All viewers who download or watch BBC programmes on demand – including catch-up TV – on BBC iPlayer must now be covered by a TV Licence after new rules came into force in September.

Working with the Consular Corps/Association of Northern Ireland (CA-NI), TV Licensing is working to make people whose first language isn’t English aware of the new rules.

According to the last census, more than 2,300 people in the Lisburn area didn’t speak English as their main language and across Northern Ireland the number was 56,000. According to the statistics, the most common language spoken in Lisburn after English is Polish.

TV Licensing is now working with groups such as CA-NI to provide information, foreign language leaflets and translation services to make sure people are aware of the BBC iPlayer changes.

CA-NI brings together Northern Ireland-based diplomats and consuls who represent 40 countries across the globe. Each official is tasked to represent and provide assistance to their overseas nationals living in Northern Ireland.

Karen Grimason, spokesperson for TV Licensing, said: “TV Licensing has been speaking to a range of organisations across Northern Ireland over the past couple of months explaining the changes to the law and the need to be correctly licensed.

“We want to ensure all viewers understand that a TV Licence is still needed when watching live television, whether it’s on a TV, laptop or smartphone. Anyone watching BBC programmes on iPlayer now also needs to be covered by a licence.”

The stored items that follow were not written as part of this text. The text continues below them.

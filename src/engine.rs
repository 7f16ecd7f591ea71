//! The statistical NLP engine seam.
//!
//! lexner does not ship a statistical model. Whatever does tokenization,
//! lemmatization and generic entity detection plugs in through
//! [`StatisticalEngine`]; lexner only consumes the resulting tokens and entity
//! spans.
//!
//! Two engines come with the crate:
//!
//! - [`BasicEngine`]: rule-based token splitter with no entities, enough for
//!   vocabulary matching and downstream tokenization.
//! - [`MockEngine`]: [`BasicEngine`] tokens plus preset entity labels, for
//!   tests and demos.

use lexner_core::{DocumentEntitySet, EntityRecord, Span, Token};

use crate::error::Result;
use crate::offset::SpanConverter;
use crate::words::is_edge_punctuation;

/// Engine output for one text.
#[derive(Debug, Clone, Default, PartialEq, Eq)]
pub struct AnalyzedDoc {
    /// Tokens with character offsets into the analysed text.
    pub tokens: Vec<Token>,
    /// Detected entities, spans in token offsets.
    pub entities: DocumentEntitySet,
}

/// A statistical NLP engine.
///
/// Implementations must be callable from many threads at once.
pub trait StatisticalEngine: Send + Sync {
    /// Tokenize `text` and detect generic entities.
    fn analyze(&self, text: &str) -> Result<AnalyzedDoc>;

    /// Engine name.
    fn name(&self) -> &'static str {
        "unknown"
    }
}

// =============================================================================
// BasicEngine
// =============================================================================

/// Contraction suffixes split off their word, `n't` first.
const CONTRACTION_SUFFIXES: &[&str] = &["n't", "'s", "'m", "'re", "'ve", "'ll", "'d"];

/// Rule-based tokenizer.
///
/// Splits on whitespace, peels punctuation off word edges (runs of one
/// character such as `...` stay together), and splits English contractions
/// (`don't` → `do` `n't`). Lemmas are the lower-cased text; tags are `NUM`,
/// `PUNCT` or `X`. No entity is ever detected.
#[derive(Debug, Clone, Copy, Default)]
pub struct BasicEngine;

impl BasicEngine {
    /// Create the engine.
    #[must_use]
    pub fn new() -> Self {
        Self
    }

    /// Tokenize without the `Result` wrapper.
    #[must_use]
    pub fn tokens(&self, text: &str) -> Vec<Token> {
        let converter = SpanConverter::new(text);
        let mut ranges = Vec::new();
        let mut chunk_start: Option<usize> = None;
        for (idx, ch) in text.char_indices() {
            match (ch.is_whitespace(), chunk_start) {
                (true, Some(start)) => {
                    split_chunk(&text[start..idx], start, &mut ranges);
                    chunk_start = None;
                }
                (false, None) => chunk_start = Some(idx),
                _ => {}
            }
        }
        if let Some(start) = chunk_start {
            split_chunk(&text[start..], start, &mut ranges);
        }

        ranges
            .into_iter()
            .map(|(start, end)| {
                let piece = &text[start..end];
                let token = Token::new(piece, converter.byte_to_char(start), converter.byte_to_char(end))
                    .with_lemma(piece.to_lowercase());
                let tag = if token.is_number() {
                    "NUM"
                } else if piece.chars().all(is_edge_punctuation) {
                    "PUNCT"
                } else {
                    "X"
                };
                token.with_tag(tag)
            })
            .collect()
    }
}

impl StatisticalEngine for BasicEngine {
    fn analyze(&self, text: &str) -> Result<AnalyzedDoc> {
        Ok(AnalyzedDoc {
            tokens: self.tokens(text),
            entities: DocumentEntitySet::new(),
        })
    }

    fn name(&self) -> &'static str {
        "basic"
    }
}

/// Split one whitespace chunk into byte ranges.
fn split_chunk(chunk: &str, base: usize, out: &mut Vec<(usize, usize)>) {
    let lead = chunk.len() - chunk.trim_start_matches(is_edge_punctuation).len();
    if lead == chunk.len() {
        push_punct_runs(chunk, base, out);
        return;
    }
    let core = chunk[lead..].trim_end_matches(is_edge_punctuation);
    let core_start = base + lead;
    let core_end = core_start + core.len();

    push_punct_runs(&chunk[..lead], base, out);
    match contraction_split(core) {
        Some(at) => {
            out.push((core_start, core_start + at));
            out.push((core_start + at, core_end));
        }
        None => out.push((core_start, core_end)),
    }
    push_punct_runs(&chunk[lead + core.len()..], core_end, out);
}

/// Byte index where a contraction suffix starts, if the word has one.
///
/// Curly apostrophes count as apostrophes.
fn contraction_split(word: &str) -> Option<usize> {
    CONTRACTION_SUFFIXES.iter().find_map(|suffix| {
        [suffix.to_string(), suffix.replace('\'', "\u{2019}")]
            .into_iter()
            .find_map(|variant| {
                let at = word.len().checked_sub(variant.len())?;
                (at > 0 && word.is_char_boundary(at) && word[at..].eq_ignore_ascii_case(&variant))
                    .then_some(at)
            })
    })
}

/// Push runs of identical punctuation characters as separate ranges.
fn push_punct_runs(s: &str, base: usize, out: &mut Vec<(usize, usize)>) {
    let mut run: Option<(usize, char)> = None;
    for (idx, ch) in s.char_indices() {
        match run {
            Some((_, prev)) if prev == ch => {}
            Some((start, _)) => {
                out.push((base + start, base + idx));
                run = Some((idx, ch));
            }
            None => run = Some((idx, ch)),
        }
    }
    if let Some((start, _)) = run {
        out.push((base + start, base + s.len()));
    }
}

// =============================================================================
// MockEngine
// =============================================================================

/// Engine with preset entity labels.
///
/// Tokens come from [`BasicEngine`]; every token run whose lower-cased texts
/// equal a registered phrase is reported as an entity with that label, and
/// its tokens get the label as `ent_type`.
///
/// # Example
///
/// ```rust
/// use lexner::{MockEngine, StatisticalEngine};
///
/// let engine = MockEngine::new("mock").with_entity("London", "GPE");
/// let doc = engine.analyze("I live in London").unwrap();
/// assert_eq!(doc.entities.records()[0].label, "GPE");
/// ```
#[derive(Debug, Clone)]
pub struct MockEngine {
    name: &'static str,
    entities: Vec<(Vec<String>, String)>,
}

impl MockEngine {
    /// Create a mock engine with no preset entity.
    #[must_use]
    pub fn new(name: &'static str) -> Self {
        Self {
            name,
            entities: Vec::new(),
        }
    }

    /// Label every occurrence of `phrase` with `label`.
    #[must_use]
    pub fn with_entity(mut self, phrase: &str, label: &str) -> Self {
        let terms: Vec<String> = BasicEngine
            .tokens(phrase)
            .iter()
            .map(Token::lower)
            .collect();
        if !terms.is_empty() {
            self.entities.push((terms, label.to_string()));
        }
        self
    }
}

impl StatisticalEngine for MockEngine {
    fn analyze(&self, text: &str) -> Result<AnalyzedDoc> {
        let mut tokens = BasicEngine.tokens(text);
        let converter = SpanConverter::new(text);
        let lowered: Vec<String> = tokens.iter().map(Token::lower).collect();
        let mut entities = DocumentEntitySet::new();

        for start in 0..tokens.len() {
            for (terms, label) in &self.entities {
                let end = start + terms.len();
                if end > tokens.len() || lowered[start..end] != terms[..] {
                    continue;
                }
                let surface = &text[converter.char_to_byte(tokens[start].start)
                    ..converter.char_to_byte(tokens[end - 1].end)];
                let record = EntityRecord::new(surface, label.as_str(), Span { start, end });
                // First registered label wins a contested token run.
                if entities.try_insert(record).is_ok() {
                    for token in &mut tokens[start..end] {
                        token.ent_type = Some(label.clone());
                    }
                }
            }
        }
        Ok(AnalyzedDoc { tokens, entities })
    }

    fn name(&self) -> &'static str {
        self.name
    }
}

Dr Christopher Strange, Secretariat of CA-NI and Honorary Consul of St. Vincent and the Grenadines, said: “Consuls play an important role in building international economic, educational, academic, sporting and cultural links within Northern Ireland. However, we also provide assistance to overseas nationals in Northern Ireland and work with organisations such as TV Licensing to provide information about local life.

“With a growing diverse population living and working in Northern Ireland we need to ensure that those who may not be familiar with issues such as TV Licensing understand what is required – particularly when there are changes to the law such as with BBC iPlayer.”

TV Licensing produces literature in 26 languages explaining licensing requirements, along with 180 languages on the translation line and 17 dedicated translated web pages.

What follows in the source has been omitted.